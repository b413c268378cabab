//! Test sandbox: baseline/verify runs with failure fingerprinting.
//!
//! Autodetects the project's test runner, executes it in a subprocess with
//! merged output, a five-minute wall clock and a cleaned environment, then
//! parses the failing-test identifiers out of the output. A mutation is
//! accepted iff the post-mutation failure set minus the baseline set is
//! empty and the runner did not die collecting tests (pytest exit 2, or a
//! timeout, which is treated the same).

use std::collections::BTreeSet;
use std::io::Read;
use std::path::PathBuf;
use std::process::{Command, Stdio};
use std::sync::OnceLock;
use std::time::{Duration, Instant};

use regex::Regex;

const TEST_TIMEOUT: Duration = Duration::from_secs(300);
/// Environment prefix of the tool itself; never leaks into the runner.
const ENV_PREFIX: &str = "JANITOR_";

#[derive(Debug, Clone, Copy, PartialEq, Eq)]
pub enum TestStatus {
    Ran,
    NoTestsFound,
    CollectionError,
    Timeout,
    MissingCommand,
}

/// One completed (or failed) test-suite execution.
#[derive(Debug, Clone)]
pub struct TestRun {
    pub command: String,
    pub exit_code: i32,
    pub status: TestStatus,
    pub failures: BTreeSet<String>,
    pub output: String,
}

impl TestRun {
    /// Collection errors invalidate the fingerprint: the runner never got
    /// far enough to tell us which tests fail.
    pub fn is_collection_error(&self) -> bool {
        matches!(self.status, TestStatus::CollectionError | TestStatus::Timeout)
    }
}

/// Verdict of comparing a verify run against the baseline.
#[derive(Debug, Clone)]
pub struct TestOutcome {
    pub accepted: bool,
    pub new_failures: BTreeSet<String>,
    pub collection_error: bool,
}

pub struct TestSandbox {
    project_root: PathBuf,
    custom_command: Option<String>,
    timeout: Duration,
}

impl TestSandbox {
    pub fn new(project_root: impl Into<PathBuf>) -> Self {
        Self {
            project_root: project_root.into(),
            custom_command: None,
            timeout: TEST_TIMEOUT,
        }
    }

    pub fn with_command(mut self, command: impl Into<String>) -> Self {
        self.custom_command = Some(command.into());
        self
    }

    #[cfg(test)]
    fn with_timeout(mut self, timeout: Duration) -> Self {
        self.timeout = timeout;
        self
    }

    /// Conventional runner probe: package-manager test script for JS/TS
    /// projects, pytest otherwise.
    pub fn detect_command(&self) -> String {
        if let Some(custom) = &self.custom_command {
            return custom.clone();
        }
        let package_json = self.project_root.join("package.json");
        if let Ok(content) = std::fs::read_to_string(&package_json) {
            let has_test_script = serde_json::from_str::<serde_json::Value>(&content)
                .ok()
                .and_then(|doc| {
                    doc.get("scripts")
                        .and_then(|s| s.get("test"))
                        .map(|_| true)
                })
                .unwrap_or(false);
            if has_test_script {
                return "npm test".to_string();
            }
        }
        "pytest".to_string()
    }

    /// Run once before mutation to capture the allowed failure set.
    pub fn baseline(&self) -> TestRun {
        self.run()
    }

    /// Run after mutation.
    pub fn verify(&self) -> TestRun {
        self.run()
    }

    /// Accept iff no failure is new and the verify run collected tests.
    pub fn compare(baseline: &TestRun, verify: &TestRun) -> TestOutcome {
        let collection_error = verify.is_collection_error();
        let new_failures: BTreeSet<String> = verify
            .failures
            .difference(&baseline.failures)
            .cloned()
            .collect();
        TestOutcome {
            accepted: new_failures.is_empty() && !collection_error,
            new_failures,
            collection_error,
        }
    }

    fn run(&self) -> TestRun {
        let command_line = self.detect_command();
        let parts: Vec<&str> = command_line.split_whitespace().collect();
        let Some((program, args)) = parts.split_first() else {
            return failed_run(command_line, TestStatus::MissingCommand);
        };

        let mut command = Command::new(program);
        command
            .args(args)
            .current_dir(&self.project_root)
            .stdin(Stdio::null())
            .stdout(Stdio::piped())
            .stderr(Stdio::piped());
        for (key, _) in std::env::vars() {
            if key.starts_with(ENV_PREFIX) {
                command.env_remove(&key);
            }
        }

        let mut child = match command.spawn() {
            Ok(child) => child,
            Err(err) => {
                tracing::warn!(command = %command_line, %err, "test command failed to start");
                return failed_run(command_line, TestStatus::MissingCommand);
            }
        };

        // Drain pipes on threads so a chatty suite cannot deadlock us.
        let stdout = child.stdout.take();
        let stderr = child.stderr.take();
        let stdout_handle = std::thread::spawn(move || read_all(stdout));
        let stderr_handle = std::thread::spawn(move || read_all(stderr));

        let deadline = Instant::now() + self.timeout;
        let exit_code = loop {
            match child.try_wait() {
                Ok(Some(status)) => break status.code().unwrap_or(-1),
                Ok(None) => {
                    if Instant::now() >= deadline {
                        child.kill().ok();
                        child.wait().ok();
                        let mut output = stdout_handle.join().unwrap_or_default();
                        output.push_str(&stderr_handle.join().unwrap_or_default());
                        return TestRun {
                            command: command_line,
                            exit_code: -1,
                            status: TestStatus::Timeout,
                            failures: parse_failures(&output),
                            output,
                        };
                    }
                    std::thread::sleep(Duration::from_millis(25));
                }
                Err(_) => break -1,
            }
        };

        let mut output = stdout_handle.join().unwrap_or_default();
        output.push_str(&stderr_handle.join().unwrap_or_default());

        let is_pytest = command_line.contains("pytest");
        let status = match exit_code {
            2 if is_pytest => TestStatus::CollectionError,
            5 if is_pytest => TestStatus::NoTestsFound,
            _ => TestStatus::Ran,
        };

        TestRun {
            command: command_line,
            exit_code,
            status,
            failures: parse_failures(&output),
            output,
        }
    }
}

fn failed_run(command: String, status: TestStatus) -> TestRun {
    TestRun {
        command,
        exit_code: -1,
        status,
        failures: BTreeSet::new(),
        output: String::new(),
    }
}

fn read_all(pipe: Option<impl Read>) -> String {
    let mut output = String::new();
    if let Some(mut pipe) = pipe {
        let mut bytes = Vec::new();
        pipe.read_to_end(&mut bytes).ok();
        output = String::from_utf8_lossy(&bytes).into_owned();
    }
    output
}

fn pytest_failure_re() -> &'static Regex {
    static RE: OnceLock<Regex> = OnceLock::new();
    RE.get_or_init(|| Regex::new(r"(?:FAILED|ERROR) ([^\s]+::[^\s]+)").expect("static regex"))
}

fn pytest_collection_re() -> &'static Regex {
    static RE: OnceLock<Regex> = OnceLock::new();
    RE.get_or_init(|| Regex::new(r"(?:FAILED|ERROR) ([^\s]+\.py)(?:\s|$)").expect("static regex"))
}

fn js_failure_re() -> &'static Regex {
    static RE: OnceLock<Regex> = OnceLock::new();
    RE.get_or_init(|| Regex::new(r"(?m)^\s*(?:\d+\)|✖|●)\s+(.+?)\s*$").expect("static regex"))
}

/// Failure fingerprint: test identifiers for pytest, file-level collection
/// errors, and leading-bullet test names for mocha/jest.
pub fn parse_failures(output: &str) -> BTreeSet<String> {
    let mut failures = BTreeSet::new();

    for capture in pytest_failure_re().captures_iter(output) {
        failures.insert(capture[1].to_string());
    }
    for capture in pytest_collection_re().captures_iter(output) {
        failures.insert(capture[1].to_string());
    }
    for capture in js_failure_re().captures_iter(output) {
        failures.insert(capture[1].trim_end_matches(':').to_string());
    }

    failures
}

☆ ☆ ☆ ☆

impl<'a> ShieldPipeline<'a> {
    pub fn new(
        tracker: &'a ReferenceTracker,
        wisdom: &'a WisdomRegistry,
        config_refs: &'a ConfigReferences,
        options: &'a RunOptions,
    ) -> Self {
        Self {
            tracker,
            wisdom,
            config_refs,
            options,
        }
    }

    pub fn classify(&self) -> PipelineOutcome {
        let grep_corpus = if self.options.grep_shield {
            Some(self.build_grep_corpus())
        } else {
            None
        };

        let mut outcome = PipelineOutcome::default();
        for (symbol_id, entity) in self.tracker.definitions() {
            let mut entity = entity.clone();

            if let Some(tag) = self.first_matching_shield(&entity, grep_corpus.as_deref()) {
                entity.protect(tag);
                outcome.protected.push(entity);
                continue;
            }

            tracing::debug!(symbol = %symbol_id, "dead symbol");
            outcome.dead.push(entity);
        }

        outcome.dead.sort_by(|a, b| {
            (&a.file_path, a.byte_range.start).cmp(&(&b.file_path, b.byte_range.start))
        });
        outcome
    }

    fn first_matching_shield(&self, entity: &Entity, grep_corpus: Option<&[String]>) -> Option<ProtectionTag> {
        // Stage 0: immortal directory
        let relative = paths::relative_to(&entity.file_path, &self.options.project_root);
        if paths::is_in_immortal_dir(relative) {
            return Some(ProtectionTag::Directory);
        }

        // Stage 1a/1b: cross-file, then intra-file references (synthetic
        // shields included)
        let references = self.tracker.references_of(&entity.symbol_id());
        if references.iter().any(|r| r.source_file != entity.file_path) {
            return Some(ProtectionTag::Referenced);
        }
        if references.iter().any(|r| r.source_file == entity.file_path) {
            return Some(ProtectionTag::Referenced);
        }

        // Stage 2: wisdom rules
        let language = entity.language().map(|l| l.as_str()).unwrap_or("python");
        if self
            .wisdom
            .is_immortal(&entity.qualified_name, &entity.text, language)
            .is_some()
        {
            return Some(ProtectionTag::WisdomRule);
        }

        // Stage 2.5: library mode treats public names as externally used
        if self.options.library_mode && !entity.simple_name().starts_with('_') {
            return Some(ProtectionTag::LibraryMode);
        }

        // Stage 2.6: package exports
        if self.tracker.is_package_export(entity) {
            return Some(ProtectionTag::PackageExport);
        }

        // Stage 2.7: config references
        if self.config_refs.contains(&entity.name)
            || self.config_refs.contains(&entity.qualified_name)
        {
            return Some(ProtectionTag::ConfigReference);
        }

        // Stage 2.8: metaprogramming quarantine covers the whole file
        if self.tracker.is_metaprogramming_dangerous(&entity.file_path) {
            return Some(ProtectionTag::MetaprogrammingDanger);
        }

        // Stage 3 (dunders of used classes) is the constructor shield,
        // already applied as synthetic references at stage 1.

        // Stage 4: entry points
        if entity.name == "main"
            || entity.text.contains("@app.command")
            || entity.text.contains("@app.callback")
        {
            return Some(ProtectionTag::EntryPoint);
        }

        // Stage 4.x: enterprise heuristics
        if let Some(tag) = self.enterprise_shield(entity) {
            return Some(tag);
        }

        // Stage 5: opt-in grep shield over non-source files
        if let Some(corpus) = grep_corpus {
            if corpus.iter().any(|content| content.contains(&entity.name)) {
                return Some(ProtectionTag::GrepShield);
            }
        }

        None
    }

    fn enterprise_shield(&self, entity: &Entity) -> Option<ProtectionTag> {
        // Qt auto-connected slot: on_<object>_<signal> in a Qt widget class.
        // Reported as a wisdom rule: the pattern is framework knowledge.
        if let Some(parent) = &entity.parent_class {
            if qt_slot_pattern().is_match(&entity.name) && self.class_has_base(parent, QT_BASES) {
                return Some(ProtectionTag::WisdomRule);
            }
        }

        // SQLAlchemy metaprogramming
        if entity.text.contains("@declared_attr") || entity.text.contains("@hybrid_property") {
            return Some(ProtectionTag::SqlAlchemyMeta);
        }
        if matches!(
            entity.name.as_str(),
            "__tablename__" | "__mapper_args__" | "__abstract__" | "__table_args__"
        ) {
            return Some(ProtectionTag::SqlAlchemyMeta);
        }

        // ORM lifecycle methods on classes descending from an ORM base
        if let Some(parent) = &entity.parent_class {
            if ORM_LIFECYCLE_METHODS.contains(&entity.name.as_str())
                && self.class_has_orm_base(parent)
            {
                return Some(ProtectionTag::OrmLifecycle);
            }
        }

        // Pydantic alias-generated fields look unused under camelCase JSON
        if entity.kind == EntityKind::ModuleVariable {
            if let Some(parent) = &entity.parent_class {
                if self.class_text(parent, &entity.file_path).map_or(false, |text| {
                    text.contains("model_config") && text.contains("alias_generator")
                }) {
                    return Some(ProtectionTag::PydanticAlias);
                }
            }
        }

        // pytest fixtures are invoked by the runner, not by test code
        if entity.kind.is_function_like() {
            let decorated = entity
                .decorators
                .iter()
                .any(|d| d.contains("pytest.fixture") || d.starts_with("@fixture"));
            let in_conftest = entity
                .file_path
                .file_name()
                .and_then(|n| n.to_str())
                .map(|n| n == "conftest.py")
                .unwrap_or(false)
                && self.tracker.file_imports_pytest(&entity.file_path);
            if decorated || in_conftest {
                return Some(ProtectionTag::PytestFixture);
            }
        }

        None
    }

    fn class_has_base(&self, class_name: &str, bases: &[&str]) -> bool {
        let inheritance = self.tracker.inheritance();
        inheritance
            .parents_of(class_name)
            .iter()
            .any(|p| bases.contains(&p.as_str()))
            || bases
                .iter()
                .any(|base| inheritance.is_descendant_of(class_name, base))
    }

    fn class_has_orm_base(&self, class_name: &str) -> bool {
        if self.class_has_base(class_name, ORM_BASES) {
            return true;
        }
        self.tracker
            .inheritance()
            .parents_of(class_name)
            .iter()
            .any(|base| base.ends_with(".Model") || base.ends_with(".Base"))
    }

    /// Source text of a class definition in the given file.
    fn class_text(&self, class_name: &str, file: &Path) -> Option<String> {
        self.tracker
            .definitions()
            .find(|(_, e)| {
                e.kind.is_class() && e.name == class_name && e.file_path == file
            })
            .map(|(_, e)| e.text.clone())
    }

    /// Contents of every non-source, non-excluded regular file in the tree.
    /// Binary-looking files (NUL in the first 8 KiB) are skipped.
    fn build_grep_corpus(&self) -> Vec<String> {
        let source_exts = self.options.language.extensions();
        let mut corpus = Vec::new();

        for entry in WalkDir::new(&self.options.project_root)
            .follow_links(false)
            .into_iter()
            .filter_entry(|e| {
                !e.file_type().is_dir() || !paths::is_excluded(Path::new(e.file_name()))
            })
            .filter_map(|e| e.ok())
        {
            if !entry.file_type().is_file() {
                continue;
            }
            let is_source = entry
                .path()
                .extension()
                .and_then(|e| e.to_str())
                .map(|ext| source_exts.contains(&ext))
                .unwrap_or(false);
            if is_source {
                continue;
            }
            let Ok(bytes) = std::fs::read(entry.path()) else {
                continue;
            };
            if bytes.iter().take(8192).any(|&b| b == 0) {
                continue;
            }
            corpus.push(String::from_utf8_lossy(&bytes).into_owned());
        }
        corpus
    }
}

☆ ☆ ☆ ☆

__About this exercise__
Search the entries for the word "inheritance", then list each line that holds it.

__Answer space__
        let inheritance = self.tracker.inheritance();
        inheritance
                .any(|base| inheritance.is_descendant_of(class_name, base))
            .inheritance()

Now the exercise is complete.